**Exercise**
Each line that contains "crate" needs to be copied from the listing.
Start of Data in this exercise
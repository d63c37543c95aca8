use {
    mongodb::bson::{Bson, Document, oid::ObjectId},
    serde::{Deserialize, Serialize},
};

use crate::errors::StoreError;

/// A rental listing as callers see it: a string `id` plus whatever fields the
/// document carries (name, description, price, image reference, ...). The
/// extra fields are opaque to this crate and pass through unchanged.
///
/// Serializes flat, so the JSON shape is `{"id": "...", "name": "...", ...}`
/// with no `_id` key.
#[derive(Debug, Serialize, Deserialize, Clone, PartialEq)]
pub struct Rental {
    pub id: String,
    #[serde(flatten)]
    pub fields: Document,
}

impl Rental {
    /// Translate a stored document into the public shape: the `_id` field is
    /// removed and its string form becomes `id`.
    pub fn from_document(mut document: Document) -> Result<Self, StoreError> {
        let id = match document.remove("_id") {
            Some(Bson::ObjectId(oid)) => oid.to_hex(),
            Some(Bson::String(raw)) => raw,
            Some(other) => other.to_string(),
            None => return Err(StoreError::MissingDocumentId),
        };

        Ok(Self {
            id,
            fields: document,
        })
    }

    /// The fields an update writes. Identifier keys never travel in the
    /// update document.
    pub fn set_document(&self) -> Document {
        let mut fields = self.fields.clone();
        fields.remove("id");
        fields.remove("_id");
        fields
    }
}

/// Parse a caller-supplied id into the storage identifier. Every operation
/// that targets a specific document goes through this one path.
pub fn parse_rental_id(id: &str) -> Result<ObjectId, StoreError> {
    ObjectId::parse_str(id).map_err(|source| StoreError::InvalidId {
        id: id.to_owned(),
        source,
    })
}

#[cfg(test)]
mod tests {
    use {super::*, mongodb::bson::doc, serde_json::json};

    #[test]
    fn translation_replaces_object_id_with_hex_string() {
        let oid = ObjectId::new();
        let rental =
            Rental::from_document(doc! { "_id": oid, "name": "Cabin", "price": 100 }).unwrap();

        assert_eq!(rental.id, oid.to_hex());
        assert!(!rental.fields.contains_key("_id"));
        assert_eq!(rental.fields.get_str("name").unwrap(), "Cabin");
        assert_eq!(rental.fields.get_i32("price").unwrap(), 100);
    }

    #[test]
    fn translation_keeps_string_ids_as_is() {
        let rental = Rental::from_document(doc! { "_id": "custom-key", "price": 1 }).unwrap();
        assert_eq!(rental.id, "custom-key");
    }

    #[test]
    fn translation_rejects_documents_without_an_id() {
        let result = Rental::from_document(doc! { "name": "Cabin" });
        assert!(matches!(result, Err(StoreError::MissingDocumentId)));
    }

    #[test]
    fn rental_serializes_flat() {
        let rental =
            Rental::from_document(doc! { "_id": ObjectId::new(), "name": "Cabin", "price": 100 })
                .unwrap();
        let value = serde_json::to_value(&rental).unwrap();

        assert_eq!(value["id"], json!(rental.id));
        assert_eq!(value["name"], json!("Cabin"));
        assert_eq!(value["price"], json!(100));
        assert!(value.get("_id").is_none());
    }

    #[test]
    fn rental_deserializes_from_flat_json() {
        let rental: Rental =
            serde_json::from_str(r#"{"id": "abc123", "name": "Cabin", "price": 100}"#).unwrap();

        assert_eq!(rental.id, "abc123");
        assert_eq!(rental.fields.get_str("name").unwrap(), "Cabin");
    }

    #[test]
    fn set_document_strips_identifier_keys() {
        let rental = Rental {
            id: ObjectId::new().to_hex(),
            fields: doc! { "id": "stray", "_id": "stray", "price": 150 },
        };
        let fields = rental.set_document();

        assert!(!fields.contains_key("id"));
        assert!(!fields.contains_key("_id"));
        assert_eq!(fields.get_i32("price").unwrap(), 150);
    }

    #[test]
    fn id_parsing_round_trips() {
        let oid = ObjectId::new();
        assert_eq!(parse_rental_id(&oid.to_hex()).unwrap(), oid);
    }

    #[test]
    fn id_parsing_rejects_malformed_input() {
        for bad in ["", "nope", "zzzzzzzzzzzzzzzzzzzzzzzz"] {
            assert!(matches!(
                parse_rental_id(bad),
                Err(StoreError::InvalidId { .. })
            ));
        }
    }
}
End of Data in this exercise
**Your solution**
use crate::errors::StoreError;
/// extra fields are opaque to this crate and pass through unchanged.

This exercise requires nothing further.